■ Work instruction
In the data, find the word "filename" and copy out every line that has it.

■ Input data
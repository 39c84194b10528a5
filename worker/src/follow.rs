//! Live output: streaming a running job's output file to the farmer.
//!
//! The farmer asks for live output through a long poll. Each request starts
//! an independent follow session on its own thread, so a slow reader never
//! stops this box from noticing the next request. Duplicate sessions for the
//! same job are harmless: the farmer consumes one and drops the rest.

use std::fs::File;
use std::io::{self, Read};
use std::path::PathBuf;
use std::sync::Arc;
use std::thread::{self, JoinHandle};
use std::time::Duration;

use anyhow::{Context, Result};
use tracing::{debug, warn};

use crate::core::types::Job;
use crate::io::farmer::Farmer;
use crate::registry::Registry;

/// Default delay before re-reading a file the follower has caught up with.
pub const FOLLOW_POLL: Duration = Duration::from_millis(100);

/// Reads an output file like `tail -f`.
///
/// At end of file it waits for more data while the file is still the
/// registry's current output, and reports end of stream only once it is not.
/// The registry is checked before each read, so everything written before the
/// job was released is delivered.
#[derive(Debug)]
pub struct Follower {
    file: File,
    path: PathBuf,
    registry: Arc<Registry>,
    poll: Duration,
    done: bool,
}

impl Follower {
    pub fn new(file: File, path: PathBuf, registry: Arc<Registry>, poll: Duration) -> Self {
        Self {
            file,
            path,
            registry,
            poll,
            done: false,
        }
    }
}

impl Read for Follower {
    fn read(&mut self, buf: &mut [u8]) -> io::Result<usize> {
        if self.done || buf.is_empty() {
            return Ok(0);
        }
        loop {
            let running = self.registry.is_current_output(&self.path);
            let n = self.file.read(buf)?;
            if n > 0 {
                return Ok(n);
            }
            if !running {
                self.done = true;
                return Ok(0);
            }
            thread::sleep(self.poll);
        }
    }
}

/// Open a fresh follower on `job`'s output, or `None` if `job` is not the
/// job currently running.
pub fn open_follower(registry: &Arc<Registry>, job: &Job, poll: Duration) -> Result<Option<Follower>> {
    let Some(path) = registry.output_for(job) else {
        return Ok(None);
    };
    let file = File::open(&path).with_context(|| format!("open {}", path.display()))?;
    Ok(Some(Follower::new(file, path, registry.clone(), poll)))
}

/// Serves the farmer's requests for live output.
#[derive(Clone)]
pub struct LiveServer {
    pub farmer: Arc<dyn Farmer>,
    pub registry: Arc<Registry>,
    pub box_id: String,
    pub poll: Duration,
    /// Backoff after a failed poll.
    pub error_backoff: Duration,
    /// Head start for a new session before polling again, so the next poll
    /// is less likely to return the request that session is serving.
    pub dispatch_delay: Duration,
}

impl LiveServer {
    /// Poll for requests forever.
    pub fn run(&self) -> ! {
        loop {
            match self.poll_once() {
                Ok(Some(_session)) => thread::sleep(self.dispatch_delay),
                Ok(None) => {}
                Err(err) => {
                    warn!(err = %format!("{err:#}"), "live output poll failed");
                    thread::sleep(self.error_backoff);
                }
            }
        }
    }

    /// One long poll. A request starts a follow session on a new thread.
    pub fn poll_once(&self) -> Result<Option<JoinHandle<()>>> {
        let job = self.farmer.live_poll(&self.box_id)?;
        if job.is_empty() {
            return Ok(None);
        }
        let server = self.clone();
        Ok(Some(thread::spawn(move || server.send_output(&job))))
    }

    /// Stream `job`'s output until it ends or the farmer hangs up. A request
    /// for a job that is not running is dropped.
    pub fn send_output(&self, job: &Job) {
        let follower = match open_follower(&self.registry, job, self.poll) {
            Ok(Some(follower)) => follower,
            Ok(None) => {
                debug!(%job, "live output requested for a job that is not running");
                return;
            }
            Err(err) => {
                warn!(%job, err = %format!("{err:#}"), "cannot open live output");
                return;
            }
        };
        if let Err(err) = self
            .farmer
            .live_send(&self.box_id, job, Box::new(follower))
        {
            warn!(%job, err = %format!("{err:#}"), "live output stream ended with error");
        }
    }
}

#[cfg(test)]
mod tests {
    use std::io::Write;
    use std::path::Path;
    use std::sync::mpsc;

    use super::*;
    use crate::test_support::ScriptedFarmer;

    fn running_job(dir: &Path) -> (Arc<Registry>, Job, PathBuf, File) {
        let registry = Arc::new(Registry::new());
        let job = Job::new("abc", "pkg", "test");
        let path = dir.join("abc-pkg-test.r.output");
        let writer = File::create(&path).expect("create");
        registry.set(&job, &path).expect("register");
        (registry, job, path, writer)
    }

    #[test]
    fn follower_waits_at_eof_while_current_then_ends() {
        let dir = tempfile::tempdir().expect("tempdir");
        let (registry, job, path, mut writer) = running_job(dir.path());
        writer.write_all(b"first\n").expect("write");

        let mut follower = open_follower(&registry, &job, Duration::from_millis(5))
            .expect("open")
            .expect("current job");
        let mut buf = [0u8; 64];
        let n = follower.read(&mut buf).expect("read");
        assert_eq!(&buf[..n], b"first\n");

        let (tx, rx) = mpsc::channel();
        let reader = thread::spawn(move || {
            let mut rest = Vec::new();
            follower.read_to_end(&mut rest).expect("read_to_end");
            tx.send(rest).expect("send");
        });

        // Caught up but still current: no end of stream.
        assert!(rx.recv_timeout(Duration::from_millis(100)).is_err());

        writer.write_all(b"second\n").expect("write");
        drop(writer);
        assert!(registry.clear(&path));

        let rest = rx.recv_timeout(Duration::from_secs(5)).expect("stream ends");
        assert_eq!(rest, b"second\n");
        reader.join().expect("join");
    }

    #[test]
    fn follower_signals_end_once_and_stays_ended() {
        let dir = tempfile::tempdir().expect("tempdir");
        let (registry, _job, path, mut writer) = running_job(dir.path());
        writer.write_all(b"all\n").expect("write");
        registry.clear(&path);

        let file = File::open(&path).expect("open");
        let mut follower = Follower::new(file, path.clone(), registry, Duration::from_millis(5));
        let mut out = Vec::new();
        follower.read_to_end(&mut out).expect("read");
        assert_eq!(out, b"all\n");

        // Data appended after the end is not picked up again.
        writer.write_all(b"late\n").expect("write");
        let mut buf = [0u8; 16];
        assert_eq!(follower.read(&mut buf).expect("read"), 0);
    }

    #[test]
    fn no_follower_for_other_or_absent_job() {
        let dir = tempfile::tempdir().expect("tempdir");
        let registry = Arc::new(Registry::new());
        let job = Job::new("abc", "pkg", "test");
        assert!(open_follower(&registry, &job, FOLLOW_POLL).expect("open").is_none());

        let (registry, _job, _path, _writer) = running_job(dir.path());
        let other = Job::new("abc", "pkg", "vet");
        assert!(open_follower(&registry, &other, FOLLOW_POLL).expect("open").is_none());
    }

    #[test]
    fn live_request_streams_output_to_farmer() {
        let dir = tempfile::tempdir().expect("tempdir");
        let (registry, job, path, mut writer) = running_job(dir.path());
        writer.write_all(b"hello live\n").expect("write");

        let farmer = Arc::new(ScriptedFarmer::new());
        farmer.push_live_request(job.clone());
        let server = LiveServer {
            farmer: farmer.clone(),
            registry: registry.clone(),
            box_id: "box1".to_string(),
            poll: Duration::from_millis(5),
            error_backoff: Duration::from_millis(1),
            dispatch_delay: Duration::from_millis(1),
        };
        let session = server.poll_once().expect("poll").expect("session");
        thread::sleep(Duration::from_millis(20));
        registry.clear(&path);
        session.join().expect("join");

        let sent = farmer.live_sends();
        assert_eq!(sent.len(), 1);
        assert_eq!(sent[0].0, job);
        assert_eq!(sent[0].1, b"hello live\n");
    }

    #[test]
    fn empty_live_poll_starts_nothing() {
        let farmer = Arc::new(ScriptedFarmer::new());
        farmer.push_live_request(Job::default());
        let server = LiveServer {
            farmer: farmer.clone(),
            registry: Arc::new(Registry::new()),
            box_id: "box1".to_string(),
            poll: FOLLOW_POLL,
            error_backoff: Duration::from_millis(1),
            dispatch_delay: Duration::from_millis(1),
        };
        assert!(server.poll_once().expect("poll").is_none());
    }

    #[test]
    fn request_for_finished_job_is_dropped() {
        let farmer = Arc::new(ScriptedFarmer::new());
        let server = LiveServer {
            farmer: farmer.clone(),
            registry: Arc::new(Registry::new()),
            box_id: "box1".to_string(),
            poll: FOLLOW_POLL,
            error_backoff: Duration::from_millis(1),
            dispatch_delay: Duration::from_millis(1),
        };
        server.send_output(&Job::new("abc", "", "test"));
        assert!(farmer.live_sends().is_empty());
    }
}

--

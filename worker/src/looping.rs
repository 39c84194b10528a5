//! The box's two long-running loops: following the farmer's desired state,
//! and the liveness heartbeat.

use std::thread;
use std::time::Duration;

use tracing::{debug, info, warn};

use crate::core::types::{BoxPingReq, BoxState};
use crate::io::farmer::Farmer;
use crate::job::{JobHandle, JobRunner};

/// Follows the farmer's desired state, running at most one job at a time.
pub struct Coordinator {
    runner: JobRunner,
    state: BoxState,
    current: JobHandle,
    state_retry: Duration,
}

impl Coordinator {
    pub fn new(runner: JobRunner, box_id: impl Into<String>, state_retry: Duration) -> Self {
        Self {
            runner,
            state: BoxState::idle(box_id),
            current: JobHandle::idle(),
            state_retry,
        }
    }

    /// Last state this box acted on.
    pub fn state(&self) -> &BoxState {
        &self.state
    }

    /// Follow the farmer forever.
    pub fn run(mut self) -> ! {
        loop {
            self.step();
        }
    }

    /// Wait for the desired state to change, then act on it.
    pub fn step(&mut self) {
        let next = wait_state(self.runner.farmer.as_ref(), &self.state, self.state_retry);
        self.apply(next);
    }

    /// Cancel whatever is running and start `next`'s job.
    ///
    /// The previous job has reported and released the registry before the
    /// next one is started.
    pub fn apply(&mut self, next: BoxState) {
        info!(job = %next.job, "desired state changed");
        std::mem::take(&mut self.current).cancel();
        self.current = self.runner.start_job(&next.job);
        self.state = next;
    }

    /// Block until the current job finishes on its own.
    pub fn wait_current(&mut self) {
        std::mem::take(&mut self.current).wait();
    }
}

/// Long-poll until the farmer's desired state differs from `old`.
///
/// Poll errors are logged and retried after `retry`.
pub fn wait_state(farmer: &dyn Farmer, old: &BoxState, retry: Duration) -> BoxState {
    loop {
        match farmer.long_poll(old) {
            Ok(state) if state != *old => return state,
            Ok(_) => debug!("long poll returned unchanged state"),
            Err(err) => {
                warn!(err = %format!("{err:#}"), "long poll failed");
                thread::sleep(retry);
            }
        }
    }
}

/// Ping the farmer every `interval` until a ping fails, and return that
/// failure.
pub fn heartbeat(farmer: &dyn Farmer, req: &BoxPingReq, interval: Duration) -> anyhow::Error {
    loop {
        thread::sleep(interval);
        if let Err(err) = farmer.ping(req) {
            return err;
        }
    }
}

■ Response
filename worker/src/follow.rs
filename worker/src/looping.rs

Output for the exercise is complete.